Creditors Can Get an LLC Member’s Payments Through a Charging Order
If you are sued by a creditor and the creditor gets a judgement against you, you probably know that the creditor, in trying to satisfy the judgment can try to get some of your assets. When you think of the things a creditor can reach, you probably think of personal property, bank accounts or your household possessions. But what about your business? Can a creditor take all or part of your business to satisfy a judgment entered against you?
What a Creditor Can Get
A creditor in Florida can’t collect a judgment against you, by taking assets that belong to or which are titled in the name of your business. For example, if you have a medical debt, and a judgment is entered against you, the creditor could not take your company’s inventory to satisfy your judgment (with certain exceptions, such as with a single member LLC, where a creditor can take the debtor’s interest in the LLC from him or her).

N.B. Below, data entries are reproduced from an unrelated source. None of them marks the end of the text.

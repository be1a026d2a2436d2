use std::time::Duration;

use async_trait::async_trait;
use reqwest::{Response, Url};
use tracing::{debug, instrument};

use super::UserService;
use crate::domain::{NewUser, User, UserId, UserPatch};
use crate::error::ServiceError;

/// Artificial delay before each remote call, useful to watch optimistic
/// state on screen against a local fake server.
#[derive(Debug, Clone, Copy, Default, PartialEq, Eq)]
pub struct SimulatedLatency {
    pub list: Duration,
    pub create: Duration,
    pub update: Duration,
}

/// [`UserService`] over the REST endpoints under `base_url`.
#[derive(Debug, Clone)]
pub struct HttpUserService {
    http: reqwest::Client,
    base_url: String,
    latency: SimulatedLatency,
}

impl HttpUserService {
    pub fn new(base_url: impl Into<String>) -> Self {
        Self::with_client(reqwest::Client::new(), base_url)
    }

    pub fn with_client(http: reqwest::Client, base_url: impl Into<String>) -> Self {
        let base_url = base_url.into().trim_end_matches('/').to_string();
        Self {
            http,
            base_url,
            latency: SimulatedLatency::default(),
        }
    }

    pub fn with_latency(mut self, latency: SimulatedLatency) -> Self {
        self.latency = latency;
        self
    }

    fn users_url(&self) -> String {
        format!("{}/users", self.base_url)
    }

    /// The id is pushed as a single path segment, so it is percent-encoded.
    fn user_url(&self, id: &UserId) -> Result<Url, ServiceError> {
        let mut url =
            Url::parse(&self.users_url()).map_err(|e| ServiceError::InvalidUrl(e.to_string()))?;
        url.path_segments_mut()
            .map_err(|_| ServiceError::InvalidUrl(self.base_url.clone()))?
            .push(id.as_str());
        Ok(url)
    }
}

async fn pause(delay: Duration) {
    if !delay.is_zero() {
        tokio::time::sleep(delay).await;
    }
}

fn check_status(response: Response) -> Result<Response, ServiceError> {
    let status = response.status();
    if status.is_success() {
        Ok(response)
    } else {
        Err(ServiceError::Status {
            status: status.as_u16(),
            url: response.url().to_string(),
        })
    }
}

#[async_trait]
impl UserService for HttpUserService {
    #[instrument(skip(self))]
    async fn list_users(&self) -> Result<Vec<User>, ServiceError> {
        pause(self.latency.list).await;
        debug!("Sending request");
        let response = self.http.get(self.users_url()).send().await?;
        Ok(check_status(response)?.json().await?)
    }

    #[instrument(skip(self))]
    async fn create_user(&self, new_user: NewUser) -> Result<User, ServiceError> {
        pause(self.latency.create).await;
        debug!("Sending request");
        let response = self
            .http
            .post(self.users_url())
            .json(&new_user)
            .send()
            .await?;
        Ok(check_status(response)?.json().await?)
    }

    #[instrument(skip(self))]
    async fn update_user(&self, id: UserId, patch: UserPatch) -> Result<User, ServiceError> {
        pause(self.latency.update).await;
        debug!("Sending request");
        let response = self
            .http
            .patch(self.user_url(&id)?)
            .json(&patch)
            .send()
            .await?;
        Ok(check_status(response)?.json().await?)
    }
}

#[cfg(test)]
mod tests {
    use super::*;

    #[test]
    fn urls_ignore_trailing_slash() {
        let service = HttpUserService::new("http://localhost:3000/");
        assert_eq!(service.users_url(), "http://localhost:3000/users");
        assert_eq!(
            service.user_url(&UserId::new("7")).unwrap().as_str(),
            "http://localhost:3000/users/7"
        );
    }

    #[test]
    fn user_url_encodes_reserved_characters() {
        let service = HttpUserService::new("http://localhost:3000");
        let url = service.user_url(&UserId::new("a/b?c#d")).unwrap();
        assert_eq!(url.as_str(), "http://localhost:3000/users/a%2Fb%3Fc%23d");
        assert_eq!(url.path_segments().unwrap().count(), 2);
    }

    #[test]
    fn unusable_base_url_is_reported() {
        let service = HttpUserService::new("not a url");
        assert!(matches!(
            service.user_url(&UserId::new("1")),
            Err(ServiceError::InvalidUrl(_))
        ));
    }
}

However, the creditor could take any and all distributions (payments) made to you by the company, and specifically, when the company is an LLC. The creditor does that by getting what is known as a charging order from the Court.
The LLC does not have to make any extra payments if the charging order is entered, and the creditor cannot order the LLC to make any more payments than it wants to. However, any payments that are made to the debtor after the order is entered, must be paid directly to the creditor.
The charging order also does not permit the creditor to have any hand in the business itself. The creditor does not become a partner or manager.
Because the creditor can’t order the LLC to make any payments with a charging order, it is not a very effective remedy for a creditor to recover on a judgment. However, the LLC member who is relying on distributions from the LLC to pay his or her bills, will likely eventually have to have a payment from the LLC, and thus, the creditor will eventually get something from the Charging Order.
Charging Orders on Other Members
If you are OK with having payments from your LLC taken, what about other members of the LLC? If another member has a charging order entered against him or her, that member may have no interest in doing any work for the business, knowing his or her payments are going to the creditor.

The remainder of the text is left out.